As Jim Whitehurst, Red Hat's CEO, told John Fontana of NetworkWorld, "KVM makes RHEL Linux deployments look the same whether they are virtual or physical... [so] all of those thousands of man years of work put into processes and management for Linux can be applied to virtual instances."
Red Hat is not the only company to think that virtualization should no longer be an extra but instead, should be part of the operating system. Microsoft is doing the same thing with its proprietary Hyper-V technology in Server 2008 R2. Unlike Hyper-V, though, which the Burton Group for one doesn't think is ready for prime time yet, KVM is ready for both small business to enterprise data center use.
I've used KVM myself, and I'm impressed. Red Hat's KVM supports up to 16 virtual machines, each of which can have up to 256GB of RAM. And, since they work just like real machines, you can control them with the usual RHEL management tools. This is the stuff I want on my datacenter computers.
2) High-end processor support: The new RHEL also includes support for Intel Xeon Processor 5500 Nehalem EP processors and AMD Istanbul platforms. It also includes support for IBM POWER mid-range and System z mainframes. In other words, it supports the kind of hardware needed for high-end virtualization and cloud computing.
3) To really make use of all this power on the processing side, you need to be able to deploy it to clients — and RHEL does this well.

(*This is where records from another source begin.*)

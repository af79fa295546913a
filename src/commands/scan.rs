//! One-shot scan command
//!
//! Classifies the current regime and prints the ranked candidate table as
//! of the latest candle in the data directory.

use anyhow::Result;
use std::path::PathBuf;
use std::sync::Arc;

use regime_trader::engine::TradingEngine;
use regime_trader::gateway::ExchangeGateway;
use regime_trader::scanner::PairScanner;
use regime_trader::{Config, StrategyKind};

pub fn run(config_path: Option<PathBuf>, data_dir: Option<String>) -> Result<()> {
    let config = super::load_config(config_path.as_deref(), data_dir, None)?;
    super::build_runtime()?.block_on(run_async(config))
}

async fn run_async(config: Config) -> Result<()> {
    let gateway = super::replay_gateway(&config)?;
    if let Some((_, end)) = gateway.time_range() {
        gateway.set_time(end);
    }
    let as_of = gateway.now();
    let gateway: Arc<dyn ExchangeGateway> = Arc::new(gateway);

    let scanner = PairScanner::new(Arc::clone(&gateway), &config);
    let min_volume = scanner.min_volume();

    let mut engine = TradingEngine::new(config, Arc::clone(&gateway));
    let regime = match engine.classify_regime().await {
        Ok(_) => engine.regime(),
        Err(e) => {
            println!("Regime unavailable: {}", e);
            None
        }
    };

    let universe = scanner.universe().await?;
    let report = scanner.scan(&universe).await;

    super::print_header(&format!("SCAN @ {}", as_of.format("%Y-%m-%d %H:%M UTC")));
    match regime {
        Some(r) => println!("Regime: {} -> active strategy: {}", r, StrategyKind::for_regime(r)),
        None => println!("Regime: UNKNOWN (no new exposure)"),
    }
    println!(
        "Universe: {} | Evaluated: {} | Below {:.0}M: {} | Unavailable: {} | Abandoned: {}",
        universe.len(),
        report.evaluated,
        min_volume / 1e6,
        report.below_volume,
        report.unavailable.len(),
        report.abandoned.len()
    );
    println!("{}", "-".repeat(60));
    println!(
        "{:>3}  {:<12} {:>10} {:>12} {:>7} {:>6} {:>6}  {}",
        "#", "SYMBOL", "VOL (M)", "PRICE", "ATR %", "RSI", "ADX", "LIQUID"
    );
    for (rank, pair) in report.candidates.iter().enumerate() {
        println!(
            "{:>3}  {:<12} {:>10.1} {:>12.4} {:>7.2} {:>6.1} {:>6.1}  {}",
            rank + 1,
            pair.symbol.as_str(),
            pair.quote_volume_24h / 1e6,
            pair.price,
            pair.volatility,
            pair.indicators.rsi,
            pair.indicators.adx,
            if pair.liquid { "yes" } else { "no" }
        );
    }
    println!("{}", "=".repeat(60));
    Ok(())
}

It now includes better support for InfiniBand and Fibre Channel over Ethernet for those times when gigabit networking isn't fast enough. RHEL also now supports smart network adapters that include processors to handle GRO (Generic Receive Offload). Network cards with GRO relieve CPUs of the burden of dealing with 10Gb and faster networks. When users, like the high-frequency traders of modern stock exchanges, want deals done in milliseconds every millisecond counts.

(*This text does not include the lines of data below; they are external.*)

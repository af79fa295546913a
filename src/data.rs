//! Data loading
//!
//! OHLCV candles from CSV files laid out as `{data_dir}/{SYMBOL}_{interval}.csv`
//! with a `datetime,open,high,low,close,volume` header. These files back the
//! replay venue.

use anyhow::{Context, Result};
use chrono::{DateTime, Duration, Utc};
use std::collections::BTreeMap;
use std::path::{Path, PathBuf};
use tracing::{info, warn};

use crate::{Candle, Symbol};

/// Valid intervals
pub const INTERVALS: &[&str] = &[
    "1m", "3m", "5m", "15m", "30m", "1h", "2h", "4h", "6h", "8h", "12h", "1d",
];

/// Length of one bar for an interval string
pub fn interval_duration(interval: &str) -> Option<Duration> {
    if !INTERVALS.contains(&interval) {
        return None;
    }
    let (value, unit) = interval.split_at(interval.len() - 1);
    let value: i64 = value.parse().ok()?;
    match unit {
        "m" => Some(Duration::minutes(value)),
        "h" => Some(Duration::hours(value)),
        "d" => Some(Duration::days(value)),
        _ => None,
    }
}

/// Path of the CSV file for a symbol and interval
pub fn candle_path(data_dir: impl AsRef<Path>, symbol: &Symbol, interval: &str) -> PathBuf {
    data_dir
        .as_ref()
        .join(format!("{}_{}.csv", symbol.as_str(), interval))
}

/// Parse `2024-01-01T00:00:00Z` or `2024-01-01 00:00:00` (assumed UTC)
fn parse_datetime(s: &str) -> Result<DateTime<Utc>> {
    s.parse::<DateTime<Utc>>()
        .or_else(|_| {
            chrono::NaiveDateTime::parse_from_str(s, "%Y-%m-%d %H:%M:%S")
                .map(|ndt| DateTime::<Utc>::from_naive_utc_and_offset(ndt, Utc))
        })
        .with_context(|| format!("Failed to parse datetime: {}", s))
}

/// Load OHLCV data from CSV file with validation.
/// Invalid candles are skipped with a warning; output is sorted by time.
pub fn load_csv(path: impl AsRef<Path>) -> Result<Vec<Candle>> {
    let path = path.as_ref();
    let mut reader = csv::Reader::from_path(path)
        .with_context(|| format!("Failed to open CSV file {}", path.display()))?;

    let mut candles = Vec::new();
    let mut invalid_count = 0;

    for (row_idx, result) in reader.records().enumerate() {
        let record = result.with_context(|| format!("Failed to read row {}", row_idx + 1))?;

        let field = |idx: usize, name: &str| -> Result<f64> {
            record
                .get(idx)
                .with_context(|| format!("Missing {} column", name))?
                .trim()
                .parse::<f64>()
                .with_context(|| format!("Failed to parse {} at row {}", name, row_idx + 1))
        };

        let datetime = parse_datetime(record.get(0).context("Missing datetime column")?.trim())?;
        let open = field(1, "open")?;
        let high = field(2, "high")?;
        let low = field(3, "low")?;
        let close = field(4, "close")?;
        let volume = field(5, "volume")?;

        match Candle::new(datetime, open, high, low, close, volume) {
            Ok(candle) => candles.push(candle),
            Err(e) => {
                invalid_count += 1;
                warn!(
                    "Skipping invalid candle at row {} in {:?}: {}",
                    row_idx + 2, // +2 for 1-indexed and header row
                    path.file_name().unwrap_or_default(),
                    e
                );
            }
        }
    }

    if invalid_count > 0 {
        warn!(
            "Skipped {} invalid candles out of {} in {:?}",
            invalid_count,
            invalid_count + candles.len(),
            path.file_name().unwrap_or_default()
        );
    }

    candles.sort_by_key(|c| c.datetime);
    Ok(candles)
}

/// Write candles in the format `load_csv` reads
pub fn save_csv(path: impl AsRef<Path>, candles: &[Candle]) -> Result<()> {
    let path = path.as_ref();
    if let Some(parent) = path.parent() {
        std::fs::create_dir_all(parent)
            .with_context(|| format!("Failed to create {}", parent.display()))?;
    }
    let mut writer = csv::Writer::from_path(path)
        .with_context(|| format!("Failed to create CSV file {}", path.display()))?;
    writer.write_record(["datetime", "open", "high", "low", "close", "volume"])?;
    for c in candles {
        writer.write_record([
            c.datetime.format("%Y-%m-%d %H:%M:%S").to_string(),
            c.open.to_string(),
            c.high.to_string(),
            c.low.to_string(),
            c.close.to_string(),
            c.volume.to_string(),
        ])?;
    }
    writer.flush()?;
    Ok(())
}

/// Load data for multiple symbols. Missing files are skipped with a warning.
pub fn load_symbols(
    data_dir: impl AsRef<Path>,
    symbols: &[Symbol],
    interval: &str,
) -> Result<BTreeMap<Symbol, Vec<Candle>>> {
    let mut data = BTreeMap::new();

    for symbol in symbols {
        let path = candle_path(&data_dir, symbol, interval);
        if !path.exists() {
            warn!("Data file not found: {}", path.display());
            continue;
        }

        let candles = load_csv(&path).with_context(|| format!("Failed to load data for {}", symbol))?;
        info!("Loaded {} {} candles for {}", candles.len(), interval, symbol);
        data.insert(symbol.clone(), candles);
    }

    Ok(data)
}

/// Symbols that have a CSV file for `interval` in `data_dir`
pub fn discover_symbols(data_dir: impl AsRef<Path>, interval: &str) -> Result<Vec<Symbol>> {
    let suffix = format!("_{}.csv", interval);
    let dir = data_dir.as_ref();
    let mut symbols: Vec<Symbol> = std::fs::read_dir(dir)
        .with_context(|| format!("Failed to read data directory {}", dir.display()))?
        .filter_map(|entry| entry.ok())
        .filter_map(|entry| {
            let name = entry.file_name().to_string_lossy().into_owned();
            name.strip_suffix(&suffix).map(Symbol::new)
        })
        .collect();
    symbols.sort();
    Ok(symbols)
}

#[cfg(test)]
mod tests {
    use super::*;
    use chrono::TimeZone;
    use std::io::Write;

    #[test]
    fn test_interval_duration() {
        assert_eq!(interval_duration("5m"), Some(Duration::minutes(5)));
        assert_eq!(interval_duration("1h"), Some(Duration::hours(1)));
        assert_eq!(interval_duration("1d"), Some(Duration::days(1)));
        assert_eq!(interval_duration("7x"), None);
    }

    #[test]
    fn test_load_csv_skips_invalid_rows_and_sorts() {
        let dir = tempfile::tempdir().unwrap();
        let path = dir.path().join("ETHUSDT_1h.csv");
        let mut file = std::fs::File::create(&path).unwrap();
        writeln!(file, "datetime,open,high,low,close,volume").unwrap();
        writeln!(file, "2024-01-01 01:00:00,101,102,100,101.5,20").unwrap();
        writeln!(file, "2024-01-01 00:00:00,100,101,99,100.5,10").unwrap();
        writeln!(file, "2024-01-01 02:00:00,100,99,101,100,10").unwrap();
        drop(file);

        let candles = load_csv(&path).unwrap();
        assert_eq!(candles.len(), 2);
        assert!(candles[0].datetime < candles[1].datetime);
    }

    #[test]
    fn test_save_then_discover() {
        let dir = tempfile::tempdir().unwrap();
        let t0 = Utc.with_ymd_and_hms(2024, 1, 1, 0, 0, 0).unwrap();
        let candles = vec![Candle::new(t0, 10.0, 11.0, 9.0, 10.5, 3.0).unwrap()];

        for symbol in ["SOLUSDT", "BTCUSDT"] {
            save_csv(candle_path(dir.path(), &Symbol::new(symbol), "5m"), &candles).unwrap();
        }
        save_csv(candle_path(dir.path(), &Symbol::new("XRPUSDT"), "1h"), &candles).unwrap();

        let found = discover_symbols(dir.path(), "5m").unwrap();
        assert_eq!(found, vec![Symbol::new("BTCUSDT"), Symbol::new("SOLUSDT")]);

        let loaded = load_symbols(dir.path(), &found, "5m").unwrap();
        assert_eq!(loaded[&Symbol::new("SOLUSDT")][0].close, 10.5);
    }
}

4) Improved programming tools. All that new speed and virtualization functionality is great, if you can use it. With RHEL's improved SystemTap performance monitoring toolset, it's gotten even easier to see what's what with your C++ applications. RHEL also now includes some new static kernel tracepoints to make life easier to monitor performance.
5) Virtual desktops ahoy? Although Red Hat didn't make a big deal about it, RHEL 5.4 also includes Solid ICE/SPICE (Simple Protocol for Independent Computing Environments) desktop virtualization and management support. Looking closely at the RHEL release notes revealed that, while there's no stand-alone RHEL 5.4 desktop coming soon, there is support for virtual desktops.

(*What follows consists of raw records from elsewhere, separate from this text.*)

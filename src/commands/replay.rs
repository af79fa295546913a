//! Stepped replay command
//!
//! Drives the engine over historical CSV data one scan interval at a time,
//! reclassifying the regime whenever a regime interval of simulated time has
//! passed, then prints a summary.

use anyhow::Result;
use chrono::Duration;
use indicatif::{ProgressBar, ProgressStyle};
use std::path::PathBuf;
use std::sync::Arc;
use tracing::{info, warn};

use regime_trader::engine::TradingEngine;
use regime_trader::gateway::ExchangeGateway;
use regime_trader::state_manager::SqliteStateManager;
use regime_trader::{Config, Money, Regime};

#[derive(Debug, Default)]
struct ReplayTotals {
    cycles: usize,
    transitions: usize,
    approved: usize,
    rejected: usize,
    exits: usize,
    order_failures: usize,
    skipped: usize,
    target_days: usize,
}

pub fn run(
    config_path: Option<PathBuf>,
    data_dir: Option<String>,
    state_db: Option<String>,
    cycles: Option<usize>,
) -> Result<()> {
    let config = super::load_config(config_path.as_deref(), data_dir, state_db.clone())?;
    super::build_runtime()?.block_on(run_async(config, state_db.is_some(), cycles))
}

async fn run_async(config: Config, persist: bool, cycles: Option<usize>) -> Result<()> {
    let gateway = Arc::new(super::replay_gateway(&config)?);
    let end = gateway.time_range().map(|(_, end)| end).unwrap_or_else(|| gateway.now());

    let state = if persist {
        SqliteStateManager::new(&config.state.db_path)?
    } else {
        SqliteStateManager::in_memory()?
    };

    let step = Duration::seconds(config.scanner.interval_secs as i64);
    let regime_period = Duration::seconds(config.regime.interval_secs as i64);
    let available = ((end - gateway.now()).num_seconds() / step.num_seconds().max(1)).max(0) as usize + 1;
    let total = cycles.map_or(available, |c| c.min(available));
    let starting_equity = Money::from_f64(config.trading.starting_equity);

    super::print_header("REPLAY");
    println!("  Data dir:      {}", config.exchange.data_dir);
    println!("  Start:         {}", gateway.now());
    println!("  End:           {}", end);
    println!("  Cycles:        {} x {}s", total, config.scanner.interval_secs);
    println!("  Fills:         {}", if config.exchange.dry_run { "simulated" } else { "replay venue" });
    println!("{}\n", "=".repeat(60));

    let venue: Arc<dyn ExchangeGateway> = gateway.clone();
    let mut engine = TradingEngine::new(config, venue).with_state(state.clone());
    engine.recover().await?;

    let pb = ProgressBar::new(total as u64);
    pb.set_style(
        ProgressStyle::default_bar()
            .template("{percent:>3}%|{bar:40}| {pos}/{len} [{elapsed}<{eta}] {msg}")?
            .progress_chars("█░ "),
    );

    let mut totals = ReplayTotals::default();
    let mut last_regime_at = None;
    let mut last_target_day = None;

    for _ in 0..total {
        let now = gateway.now();
        let due = last_regime_at.map_or(true, |at| now - at >= regime_period);
        if due {
            match engine.classify_regime().await {
                Ok(Some(_)) => totals.transitions += 1,
                Ok(None) => {}
                Err(e) => warn!("Regime classification failed: {}", e),
            }
            last_regime_at = Some(now);
        }

        match engine.run_cycle().await {
            Ok(report) => {
                totals.cycles += 1;
                totals.approved += report.approved;
                totals.rejected += report.rejected;
                totals.exits += report.exits;
                totals.order_failures += report.order_failures;
                totals.skipped += usize::from(report.skipped.is_some());
                if report.daily.target_reached && last_target_day != Some(now.date_naive()) {
                    totals.target_days += 1;
                    last_target_day = Some(now.date_naive());
                }
                pb.set_message(format!(
                    "{} | equity {} | open {}",
                    regime_label(report.regime),
                    report.daily.equity.round_dp(2),
                    report.daily.open_positions
                ));
            }
            Err(e) => warn!("Cycle failed: {}", e),
        }

        pb.inc(1);
        gateway.advance(step);
        if gateway.now() > end {
            break;
        }
    }
    pb.finish_and_clear();

    let risk = engine.risk();
    let account = risk.lock().await.snapshot();
    let stats = state.trade_stats()?;
    let return_pct = if starting_equity.is_positive() {
        ((account.equity - starting_equity) / starting_equity).to_f64() * 100.0
    } else {
        0.0
    };

    super::print_header("REPLAY RESULTS");
    println!("Cycles run:         {}", totals.cycles);
    println!("Final regime:       {}", regime_label(engine.regime()));
    println!("Regime changes:     {}", totals.transitions);
    println!("Orders approved:    {}", totals.approved);
    println!("Signals rejected:   {}", totals.rejected);
    println!("Risk exits:         {}", totals.exits);
    println!("Order failures:     {}", totals.order_failures);
    println!("Cycles skipped:     {}", totals.skipped);
    println!("{}", "-".repeat(60));
    println!("Closed trades:      {}", stats.trades);
    println!("Win rate:           {:.2}%", stats.win_rate());
    println!("Net P&L:            {}", stats.net_pnl.round_dp(2));
    println!("Fees:               {}", stats.fees.round_dp(2));
    println!("Open positions:     {}", account.open_count());
    println!("Days at target:     {}", totals.target_days);
    println!("{}", "-".repeat(60));
    println!("Starting equity:    {}", starting_equity.round_dp(2));
    println!("Final equity:       {}", account.equity.round_dp(2));
    println!("Total return:       {:+.2}%", return_pct);
    println!("{}", "=".repeat(60));

    info!("Replay completed: {} cycles", totals.cycles);
    Ok(())
}

fn regime_label(regime: Option<Regime>) -> String {
    regime.map(|r| r.to_string()).unwrap_or_else(|| "UNKNOWN".to_string())
}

To be precise, you'll be able to boot RHEL 5.4 desktops, which run within KVM server instances, with PXE (Preboot eXecution Environment). This is still a work in progress. For example, these virtual desktops only have "Technology Preview" support at this point. In other words, don't rely on it. I'd hoped for better virtual desktop support from Red Hat, at least the basics are in there.
Want to know more? Visit Red Hat's RHEL site. I think, aside of Red Hat's reluctance to do much with the Linux desktop, you'll like it.